[RECORDS SHOWN Boundary: Start]

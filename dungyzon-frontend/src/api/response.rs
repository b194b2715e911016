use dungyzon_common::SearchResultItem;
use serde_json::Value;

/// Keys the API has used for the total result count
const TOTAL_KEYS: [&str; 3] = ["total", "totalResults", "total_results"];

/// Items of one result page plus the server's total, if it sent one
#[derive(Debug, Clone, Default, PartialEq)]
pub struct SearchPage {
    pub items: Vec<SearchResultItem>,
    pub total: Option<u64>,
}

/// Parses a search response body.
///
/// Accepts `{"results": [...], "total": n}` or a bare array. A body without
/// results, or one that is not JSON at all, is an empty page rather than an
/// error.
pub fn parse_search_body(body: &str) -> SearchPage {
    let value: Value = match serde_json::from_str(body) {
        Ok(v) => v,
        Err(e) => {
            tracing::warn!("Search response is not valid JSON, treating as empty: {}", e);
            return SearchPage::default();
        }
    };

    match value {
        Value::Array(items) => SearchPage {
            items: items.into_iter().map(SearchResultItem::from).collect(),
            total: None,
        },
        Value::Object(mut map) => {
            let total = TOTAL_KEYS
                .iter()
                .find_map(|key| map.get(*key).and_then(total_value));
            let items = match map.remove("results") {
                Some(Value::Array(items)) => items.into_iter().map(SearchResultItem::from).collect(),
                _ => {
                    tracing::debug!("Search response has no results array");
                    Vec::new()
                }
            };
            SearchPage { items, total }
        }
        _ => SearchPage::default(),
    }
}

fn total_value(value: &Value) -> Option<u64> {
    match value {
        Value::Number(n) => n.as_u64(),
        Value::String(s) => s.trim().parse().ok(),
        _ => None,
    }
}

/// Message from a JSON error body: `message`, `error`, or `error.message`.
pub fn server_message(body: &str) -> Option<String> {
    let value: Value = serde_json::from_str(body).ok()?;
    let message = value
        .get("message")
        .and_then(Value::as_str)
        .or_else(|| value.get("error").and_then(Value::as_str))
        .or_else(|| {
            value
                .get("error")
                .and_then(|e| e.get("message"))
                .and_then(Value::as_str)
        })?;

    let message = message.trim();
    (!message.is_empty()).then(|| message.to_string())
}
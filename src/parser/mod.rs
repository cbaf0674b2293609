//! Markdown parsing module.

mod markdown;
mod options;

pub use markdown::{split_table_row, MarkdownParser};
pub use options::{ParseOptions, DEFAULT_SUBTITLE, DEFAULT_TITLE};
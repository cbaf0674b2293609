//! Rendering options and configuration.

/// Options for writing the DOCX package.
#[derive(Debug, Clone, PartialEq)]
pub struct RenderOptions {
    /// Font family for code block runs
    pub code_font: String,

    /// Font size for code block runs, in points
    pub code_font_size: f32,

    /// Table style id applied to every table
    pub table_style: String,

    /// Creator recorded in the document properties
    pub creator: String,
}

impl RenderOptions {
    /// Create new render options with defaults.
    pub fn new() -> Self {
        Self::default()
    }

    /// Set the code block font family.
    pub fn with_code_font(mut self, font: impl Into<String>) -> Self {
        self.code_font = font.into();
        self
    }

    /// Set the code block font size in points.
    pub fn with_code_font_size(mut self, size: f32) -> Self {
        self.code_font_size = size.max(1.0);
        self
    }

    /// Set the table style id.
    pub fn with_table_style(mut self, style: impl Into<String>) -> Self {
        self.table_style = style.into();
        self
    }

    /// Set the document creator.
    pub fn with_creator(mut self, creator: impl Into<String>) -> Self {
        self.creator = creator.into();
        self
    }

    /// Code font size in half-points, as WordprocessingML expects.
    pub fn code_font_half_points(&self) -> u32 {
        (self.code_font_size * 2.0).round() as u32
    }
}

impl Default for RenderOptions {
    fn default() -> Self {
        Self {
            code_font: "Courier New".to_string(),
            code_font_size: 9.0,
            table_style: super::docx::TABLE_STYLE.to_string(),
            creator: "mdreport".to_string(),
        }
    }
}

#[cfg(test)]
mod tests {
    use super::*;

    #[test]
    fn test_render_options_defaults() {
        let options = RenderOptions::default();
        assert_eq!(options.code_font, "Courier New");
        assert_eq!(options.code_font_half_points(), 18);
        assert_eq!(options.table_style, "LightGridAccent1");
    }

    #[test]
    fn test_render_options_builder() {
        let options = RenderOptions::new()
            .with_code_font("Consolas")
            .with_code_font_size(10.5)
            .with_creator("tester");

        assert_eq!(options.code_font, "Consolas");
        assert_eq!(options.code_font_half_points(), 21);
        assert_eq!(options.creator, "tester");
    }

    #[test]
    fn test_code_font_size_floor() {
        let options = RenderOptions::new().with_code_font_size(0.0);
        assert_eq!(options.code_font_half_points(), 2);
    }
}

[RECORDS SHOWN Boundary: End]

EXERCISE |
If a line above holds the word "tester", copy it.

SOLUTION |
            .with_creator("tester");
        assert_eq!(options.creator, "tester");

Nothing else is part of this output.